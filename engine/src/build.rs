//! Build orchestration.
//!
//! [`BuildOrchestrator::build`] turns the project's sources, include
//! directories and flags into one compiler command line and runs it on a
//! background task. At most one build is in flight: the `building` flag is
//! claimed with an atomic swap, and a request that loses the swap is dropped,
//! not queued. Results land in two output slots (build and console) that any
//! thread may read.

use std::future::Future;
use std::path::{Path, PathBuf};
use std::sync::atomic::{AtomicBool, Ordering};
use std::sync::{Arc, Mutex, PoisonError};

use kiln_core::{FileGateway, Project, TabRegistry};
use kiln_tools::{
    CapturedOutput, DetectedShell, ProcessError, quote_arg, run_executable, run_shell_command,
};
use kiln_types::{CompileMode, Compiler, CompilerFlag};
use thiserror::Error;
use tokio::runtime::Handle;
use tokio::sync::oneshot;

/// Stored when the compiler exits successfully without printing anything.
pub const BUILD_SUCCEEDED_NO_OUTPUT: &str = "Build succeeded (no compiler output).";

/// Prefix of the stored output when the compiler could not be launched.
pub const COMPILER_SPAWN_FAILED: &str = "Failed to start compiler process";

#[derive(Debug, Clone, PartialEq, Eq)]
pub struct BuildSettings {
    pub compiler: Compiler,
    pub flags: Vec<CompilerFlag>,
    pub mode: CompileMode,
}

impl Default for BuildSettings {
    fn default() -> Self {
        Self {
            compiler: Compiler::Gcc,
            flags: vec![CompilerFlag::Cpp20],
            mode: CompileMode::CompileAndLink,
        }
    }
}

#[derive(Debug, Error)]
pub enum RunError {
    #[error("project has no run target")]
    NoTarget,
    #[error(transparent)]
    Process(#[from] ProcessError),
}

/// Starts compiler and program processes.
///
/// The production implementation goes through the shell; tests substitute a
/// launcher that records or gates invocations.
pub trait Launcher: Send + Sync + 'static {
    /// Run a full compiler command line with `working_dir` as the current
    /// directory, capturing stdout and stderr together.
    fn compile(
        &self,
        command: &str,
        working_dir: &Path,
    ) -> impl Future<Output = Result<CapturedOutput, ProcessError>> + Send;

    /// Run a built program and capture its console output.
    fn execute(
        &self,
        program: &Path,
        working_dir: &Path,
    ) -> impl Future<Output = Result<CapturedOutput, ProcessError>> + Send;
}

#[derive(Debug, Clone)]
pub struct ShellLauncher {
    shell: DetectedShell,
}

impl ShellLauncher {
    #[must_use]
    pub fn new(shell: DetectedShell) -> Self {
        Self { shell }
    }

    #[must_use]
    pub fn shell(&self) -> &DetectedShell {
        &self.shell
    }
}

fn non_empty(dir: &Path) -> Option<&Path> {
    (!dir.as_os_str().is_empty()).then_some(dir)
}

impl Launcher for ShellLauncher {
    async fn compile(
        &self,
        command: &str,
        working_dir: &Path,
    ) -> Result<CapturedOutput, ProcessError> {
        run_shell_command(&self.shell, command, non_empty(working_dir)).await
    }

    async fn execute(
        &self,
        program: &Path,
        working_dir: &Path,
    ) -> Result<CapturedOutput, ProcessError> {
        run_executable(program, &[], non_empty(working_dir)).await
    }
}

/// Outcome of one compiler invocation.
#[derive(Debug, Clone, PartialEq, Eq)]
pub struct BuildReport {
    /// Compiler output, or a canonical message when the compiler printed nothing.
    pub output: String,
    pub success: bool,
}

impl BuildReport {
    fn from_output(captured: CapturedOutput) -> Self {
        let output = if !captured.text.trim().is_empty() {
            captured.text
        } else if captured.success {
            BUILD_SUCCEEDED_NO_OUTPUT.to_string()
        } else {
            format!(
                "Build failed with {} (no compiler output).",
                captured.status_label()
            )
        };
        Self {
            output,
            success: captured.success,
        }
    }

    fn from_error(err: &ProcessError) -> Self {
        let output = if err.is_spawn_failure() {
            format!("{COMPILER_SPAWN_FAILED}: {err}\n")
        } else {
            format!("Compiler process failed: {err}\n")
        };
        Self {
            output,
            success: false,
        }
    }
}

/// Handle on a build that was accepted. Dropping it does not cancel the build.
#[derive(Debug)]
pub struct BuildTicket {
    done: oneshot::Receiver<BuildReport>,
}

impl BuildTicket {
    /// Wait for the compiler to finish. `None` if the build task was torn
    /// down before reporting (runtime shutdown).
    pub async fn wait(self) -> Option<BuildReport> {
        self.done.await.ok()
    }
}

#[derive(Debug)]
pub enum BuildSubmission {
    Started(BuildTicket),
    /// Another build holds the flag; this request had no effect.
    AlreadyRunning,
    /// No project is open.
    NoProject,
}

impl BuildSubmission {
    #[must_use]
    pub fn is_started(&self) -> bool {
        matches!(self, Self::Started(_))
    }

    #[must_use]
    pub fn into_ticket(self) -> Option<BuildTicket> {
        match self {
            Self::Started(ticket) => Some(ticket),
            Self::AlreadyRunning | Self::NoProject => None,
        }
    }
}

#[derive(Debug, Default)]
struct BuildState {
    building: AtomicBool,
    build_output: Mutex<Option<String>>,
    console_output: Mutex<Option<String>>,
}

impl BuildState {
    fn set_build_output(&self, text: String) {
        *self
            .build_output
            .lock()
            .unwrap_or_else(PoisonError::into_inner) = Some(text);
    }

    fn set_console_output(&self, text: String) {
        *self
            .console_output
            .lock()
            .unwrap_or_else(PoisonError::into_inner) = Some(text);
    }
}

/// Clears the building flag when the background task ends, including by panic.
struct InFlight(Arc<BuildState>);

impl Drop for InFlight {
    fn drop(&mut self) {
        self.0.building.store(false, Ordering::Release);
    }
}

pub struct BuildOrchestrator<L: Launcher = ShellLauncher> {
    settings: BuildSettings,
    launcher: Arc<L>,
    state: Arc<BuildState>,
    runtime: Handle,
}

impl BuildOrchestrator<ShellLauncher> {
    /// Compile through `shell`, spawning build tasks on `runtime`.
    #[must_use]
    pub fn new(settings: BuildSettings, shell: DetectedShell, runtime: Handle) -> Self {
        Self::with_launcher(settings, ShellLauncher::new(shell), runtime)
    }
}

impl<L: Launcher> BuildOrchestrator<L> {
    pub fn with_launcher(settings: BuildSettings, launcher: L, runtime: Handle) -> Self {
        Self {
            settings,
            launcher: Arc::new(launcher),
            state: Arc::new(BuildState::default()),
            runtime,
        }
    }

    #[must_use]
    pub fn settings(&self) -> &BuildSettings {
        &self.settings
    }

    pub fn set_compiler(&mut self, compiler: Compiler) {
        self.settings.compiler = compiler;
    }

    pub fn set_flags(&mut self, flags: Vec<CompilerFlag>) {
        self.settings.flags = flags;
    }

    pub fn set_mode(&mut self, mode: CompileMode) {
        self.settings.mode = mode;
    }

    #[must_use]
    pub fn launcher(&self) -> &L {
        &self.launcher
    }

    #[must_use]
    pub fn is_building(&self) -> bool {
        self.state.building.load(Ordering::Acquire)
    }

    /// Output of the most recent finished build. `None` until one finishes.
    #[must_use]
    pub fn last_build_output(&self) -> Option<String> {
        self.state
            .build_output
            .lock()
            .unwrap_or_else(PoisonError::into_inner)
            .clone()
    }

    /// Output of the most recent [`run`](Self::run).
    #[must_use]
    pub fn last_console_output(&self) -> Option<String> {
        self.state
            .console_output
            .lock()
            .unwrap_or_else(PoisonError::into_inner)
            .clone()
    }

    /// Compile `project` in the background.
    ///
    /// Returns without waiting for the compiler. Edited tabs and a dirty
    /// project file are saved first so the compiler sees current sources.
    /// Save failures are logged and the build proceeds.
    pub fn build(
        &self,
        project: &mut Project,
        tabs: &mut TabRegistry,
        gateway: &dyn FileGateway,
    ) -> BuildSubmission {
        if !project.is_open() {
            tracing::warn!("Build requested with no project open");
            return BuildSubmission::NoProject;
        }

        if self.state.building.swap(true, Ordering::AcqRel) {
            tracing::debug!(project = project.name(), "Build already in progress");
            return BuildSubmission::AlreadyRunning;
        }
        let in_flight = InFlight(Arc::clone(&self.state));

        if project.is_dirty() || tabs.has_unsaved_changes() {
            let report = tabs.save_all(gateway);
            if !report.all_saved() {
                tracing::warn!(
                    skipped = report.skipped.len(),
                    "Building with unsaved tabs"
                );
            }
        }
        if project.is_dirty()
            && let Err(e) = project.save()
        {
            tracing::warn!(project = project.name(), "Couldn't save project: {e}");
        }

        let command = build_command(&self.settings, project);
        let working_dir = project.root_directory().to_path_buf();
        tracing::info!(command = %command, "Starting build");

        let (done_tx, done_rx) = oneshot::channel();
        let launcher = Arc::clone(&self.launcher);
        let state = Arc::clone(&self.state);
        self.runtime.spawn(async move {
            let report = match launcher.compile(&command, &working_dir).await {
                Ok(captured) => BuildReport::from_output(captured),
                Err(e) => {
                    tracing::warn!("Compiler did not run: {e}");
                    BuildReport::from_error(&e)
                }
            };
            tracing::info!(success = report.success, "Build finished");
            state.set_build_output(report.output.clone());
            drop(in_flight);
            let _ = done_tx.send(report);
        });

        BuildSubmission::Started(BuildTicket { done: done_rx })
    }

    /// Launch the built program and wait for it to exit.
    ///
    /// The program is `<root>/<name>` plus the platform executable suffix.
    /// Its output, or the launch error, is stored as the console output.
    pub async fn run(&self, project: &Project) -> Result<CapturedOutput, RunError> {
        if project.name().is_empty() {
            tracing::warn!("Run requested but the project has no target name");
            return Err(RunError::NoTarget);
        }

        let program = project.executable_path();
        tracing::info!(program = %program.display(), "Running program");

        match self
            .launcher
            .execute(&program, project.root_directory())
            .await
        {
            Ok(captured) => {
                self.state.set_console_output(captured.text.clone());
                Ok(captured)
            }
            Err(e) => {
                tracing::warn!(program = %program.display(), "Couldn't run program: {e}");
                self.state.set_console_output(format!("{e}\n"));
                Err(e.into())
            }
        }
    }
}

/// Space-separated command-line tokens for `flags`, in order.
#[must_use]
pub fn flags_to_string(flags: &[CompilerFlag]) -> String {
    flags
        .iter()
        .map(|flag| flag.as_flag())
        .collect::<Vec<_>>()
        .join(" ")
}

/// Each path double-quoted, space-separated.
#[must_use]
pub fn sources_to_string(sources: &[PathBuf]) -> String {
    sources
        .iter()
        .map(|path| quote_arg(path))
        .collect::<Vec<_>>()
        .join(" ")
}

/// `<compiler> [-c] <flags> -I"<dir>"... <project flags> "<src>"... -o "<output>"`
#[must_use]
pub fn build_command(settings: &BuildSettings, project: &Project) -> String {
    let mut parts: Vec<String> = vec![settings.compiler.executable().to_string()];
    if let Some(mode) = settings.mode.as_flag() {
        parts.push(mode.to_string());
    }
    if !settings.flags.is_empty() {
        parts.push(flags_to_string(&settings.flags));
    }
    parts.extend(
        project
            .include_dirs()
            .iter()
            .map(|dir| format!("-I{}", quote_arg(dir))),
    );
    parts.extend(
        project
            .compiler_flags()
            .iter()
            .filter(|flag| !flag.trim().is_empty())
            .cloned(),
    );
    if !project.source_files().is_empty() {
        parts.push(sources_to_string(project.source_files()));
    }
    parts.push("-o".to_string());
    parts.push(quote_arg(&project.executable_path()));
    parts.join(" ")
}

----------

### What is needed
Give the number of lines in the records above that contain "Couldn", with no other words.

### Written solution
2